(Collected data entries)
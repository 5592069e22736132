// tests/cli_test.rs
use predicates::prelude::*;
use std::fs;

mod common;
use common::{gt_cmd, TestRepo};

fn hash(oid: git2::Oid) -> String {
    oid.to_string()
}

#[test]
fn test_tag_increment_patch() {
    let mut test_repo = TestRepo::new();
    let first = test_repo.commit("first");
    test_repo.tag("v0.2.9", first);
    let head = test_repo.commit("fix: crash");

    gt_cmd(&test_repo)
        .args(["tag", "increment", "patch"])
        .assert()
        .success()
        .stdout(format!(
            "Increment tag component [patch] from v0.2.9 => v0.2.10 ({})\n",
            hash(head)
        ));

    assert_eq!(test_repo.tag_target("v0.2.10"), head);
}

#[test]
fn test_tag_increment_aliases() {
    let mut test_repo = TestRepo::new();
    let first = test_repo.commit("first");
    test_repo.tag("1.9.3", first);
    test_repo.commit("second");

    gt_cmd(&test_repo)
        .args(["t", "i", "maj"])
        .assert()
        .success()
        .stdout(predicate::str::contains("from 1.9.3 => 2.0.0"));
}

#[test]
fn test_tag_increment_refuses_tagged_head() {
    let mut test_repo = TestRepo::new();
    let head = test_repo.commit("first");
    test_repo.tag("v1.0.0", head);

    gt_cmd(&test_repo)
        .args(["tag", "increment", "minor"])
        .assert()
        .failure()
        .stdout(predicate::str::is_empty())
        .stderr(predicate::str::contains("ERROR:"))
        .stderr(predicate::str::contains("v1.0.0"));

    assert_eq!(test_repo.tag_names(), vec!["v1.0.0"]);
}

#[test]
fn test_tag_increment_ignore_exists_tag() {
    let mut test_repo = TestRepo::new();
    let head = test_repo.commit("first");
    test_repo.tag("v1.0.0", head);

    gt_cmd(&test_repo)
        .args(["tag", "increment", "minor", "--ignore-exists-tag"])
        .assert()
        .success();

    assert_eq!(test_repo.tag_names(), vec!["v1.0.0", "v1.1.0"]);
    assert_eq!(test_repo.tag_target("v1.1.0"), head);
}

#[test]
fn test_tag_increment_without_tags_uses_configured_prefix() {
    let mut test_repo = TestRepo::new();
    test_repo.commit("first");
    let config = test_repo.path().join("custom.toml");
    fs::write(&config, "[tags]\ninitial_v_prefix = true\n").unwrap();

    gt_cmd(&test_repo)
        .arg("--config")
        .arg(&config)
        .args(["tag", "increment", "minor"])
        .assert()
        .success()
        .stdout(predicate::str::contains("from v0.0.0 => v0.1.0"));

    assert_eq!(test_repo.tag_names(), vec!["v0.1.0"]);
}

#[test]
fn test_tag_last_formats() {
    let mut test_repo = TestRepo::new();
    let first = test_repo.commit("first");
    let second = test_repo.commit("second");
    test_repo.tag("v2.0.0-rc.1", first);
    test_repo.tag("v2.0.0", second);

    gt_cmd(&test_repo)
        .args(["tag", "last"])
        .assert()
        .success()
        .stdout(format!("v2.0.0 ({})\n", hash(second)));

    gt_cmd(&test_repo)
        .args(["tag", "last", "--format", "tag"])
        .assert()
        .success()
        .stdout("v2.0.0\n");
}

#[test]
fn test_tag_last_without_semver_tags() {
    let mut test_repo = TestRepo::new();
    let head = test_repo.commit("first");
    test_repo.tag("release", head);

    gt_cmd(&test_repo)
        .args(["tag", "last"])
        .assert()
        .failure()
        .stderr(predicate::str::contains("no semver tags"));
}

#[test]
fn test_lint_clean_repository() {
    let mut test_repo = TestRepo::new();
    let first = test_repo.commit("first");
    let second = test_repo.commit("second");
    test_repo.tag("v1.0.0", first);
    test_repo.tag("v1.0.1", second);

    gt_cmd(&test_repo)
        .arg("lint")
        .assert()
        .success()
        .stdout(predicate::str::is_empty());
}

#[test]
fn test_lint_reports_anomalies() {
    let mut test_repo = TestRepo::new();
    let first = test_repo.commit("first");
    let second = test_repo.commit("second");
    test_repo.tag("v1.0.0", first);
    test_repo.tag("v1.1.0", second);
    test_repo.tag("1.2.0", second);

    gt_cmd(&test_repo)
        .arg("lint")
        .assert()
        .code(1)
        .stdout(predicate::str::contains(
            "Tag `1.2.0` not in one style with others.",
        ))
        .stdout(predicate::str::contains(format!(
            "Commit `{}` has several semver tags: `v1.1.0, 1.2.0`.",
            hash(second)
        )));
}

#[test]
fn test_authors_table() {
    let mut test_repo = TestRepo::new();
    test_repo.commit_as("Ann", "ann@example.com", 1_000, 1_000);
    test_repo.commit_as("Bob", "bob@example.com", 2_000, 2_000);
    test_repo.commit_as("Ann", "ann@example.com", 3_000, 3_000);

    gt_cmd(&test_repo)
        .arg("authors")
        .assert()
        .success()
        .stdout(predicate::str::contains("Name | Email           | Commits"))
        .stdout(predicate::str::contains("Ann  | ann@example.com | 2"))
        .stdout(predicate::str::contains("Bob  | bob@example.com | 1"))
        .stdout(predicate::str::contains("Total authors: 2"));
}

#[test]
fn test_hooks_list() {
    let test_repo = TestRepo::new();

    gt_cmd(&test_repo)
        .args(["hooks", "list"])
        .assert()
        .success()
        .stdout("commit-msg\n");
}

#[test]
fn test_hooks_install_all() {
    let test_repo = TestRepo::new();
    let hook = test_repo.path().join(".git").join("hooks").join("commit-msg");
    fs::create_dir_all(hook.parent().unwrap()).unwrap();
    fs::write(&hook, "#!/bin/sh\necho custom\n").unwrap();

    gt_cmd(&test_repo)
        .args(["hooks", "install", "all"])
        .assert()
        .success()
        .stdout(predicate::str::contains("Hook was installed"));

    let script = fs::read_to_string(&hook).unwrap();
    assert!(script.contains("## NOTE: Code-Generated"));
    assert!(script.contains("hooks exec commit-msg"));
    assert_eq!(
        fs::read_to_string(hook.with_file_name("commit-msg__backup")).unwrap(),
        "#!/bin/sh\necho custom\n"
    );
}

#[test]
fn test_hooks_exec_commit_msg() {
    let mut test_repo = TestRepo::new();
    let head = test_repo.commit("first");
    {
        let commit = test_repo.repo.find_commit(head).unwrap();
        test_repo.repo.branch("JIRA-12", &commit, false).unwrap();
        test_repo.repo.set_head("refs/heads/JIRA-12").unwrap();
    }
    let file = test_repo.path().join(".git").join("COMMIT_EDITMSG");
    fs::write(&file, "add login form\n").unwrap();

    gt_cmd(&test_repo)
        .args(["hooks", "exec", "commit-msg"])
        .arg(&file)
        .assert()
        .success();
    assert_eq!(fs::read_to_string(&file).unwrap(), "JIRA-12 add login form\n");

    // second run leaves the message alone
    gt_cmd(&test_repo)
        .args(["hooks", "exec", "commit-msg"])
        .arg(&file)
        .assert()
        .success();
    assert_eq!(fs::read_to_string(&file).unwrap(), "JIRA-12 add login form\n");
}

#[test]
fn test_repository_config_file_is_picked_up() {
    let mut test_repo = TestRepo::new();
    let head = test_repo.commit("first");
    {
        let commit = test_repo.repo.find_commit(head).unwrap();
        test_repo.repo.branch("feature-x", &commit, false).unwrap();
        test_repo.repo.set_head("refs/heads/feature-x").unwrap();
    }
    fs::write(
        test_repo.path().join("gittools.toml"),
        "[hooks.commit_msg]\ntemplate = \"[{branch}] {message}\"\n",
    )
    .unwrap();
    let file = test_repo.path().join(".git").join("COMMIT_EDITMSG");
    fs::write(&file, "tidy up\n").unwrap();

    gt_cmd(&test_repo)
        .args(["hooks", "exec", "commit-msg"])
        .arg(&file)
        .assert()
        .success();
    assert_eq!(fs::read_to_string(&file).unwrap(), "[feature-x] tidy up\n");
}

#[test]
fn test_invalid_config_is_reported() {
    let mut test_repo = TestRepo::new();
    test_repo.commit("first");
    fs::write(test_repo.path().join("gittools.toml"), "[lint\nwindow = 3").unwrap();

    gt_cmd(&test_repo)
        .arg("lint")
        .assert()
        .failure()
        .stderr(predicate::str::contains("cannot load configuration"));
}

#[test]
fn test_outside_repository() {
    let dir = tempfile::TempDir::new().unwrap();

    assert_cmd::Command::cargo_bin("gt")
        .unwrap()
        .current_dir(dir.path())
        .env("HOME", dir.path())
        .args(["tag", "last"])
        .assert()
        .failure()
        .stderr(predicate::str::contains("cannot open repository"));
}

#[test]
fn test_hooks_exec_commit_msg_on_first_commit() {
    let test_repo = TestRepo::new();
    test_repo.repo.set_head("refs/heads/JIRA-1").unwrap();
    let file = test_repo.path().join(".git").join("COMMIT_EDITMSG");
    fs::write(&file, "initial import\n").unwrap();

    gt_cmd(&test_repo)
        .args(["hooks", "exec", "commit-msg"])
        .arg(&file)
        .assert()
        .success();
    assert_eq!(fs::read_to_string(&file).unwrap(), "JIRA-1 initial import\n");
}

#### Work task:
One number is the whole answer: how many lines in the records contain "tidy".

#### Response:
2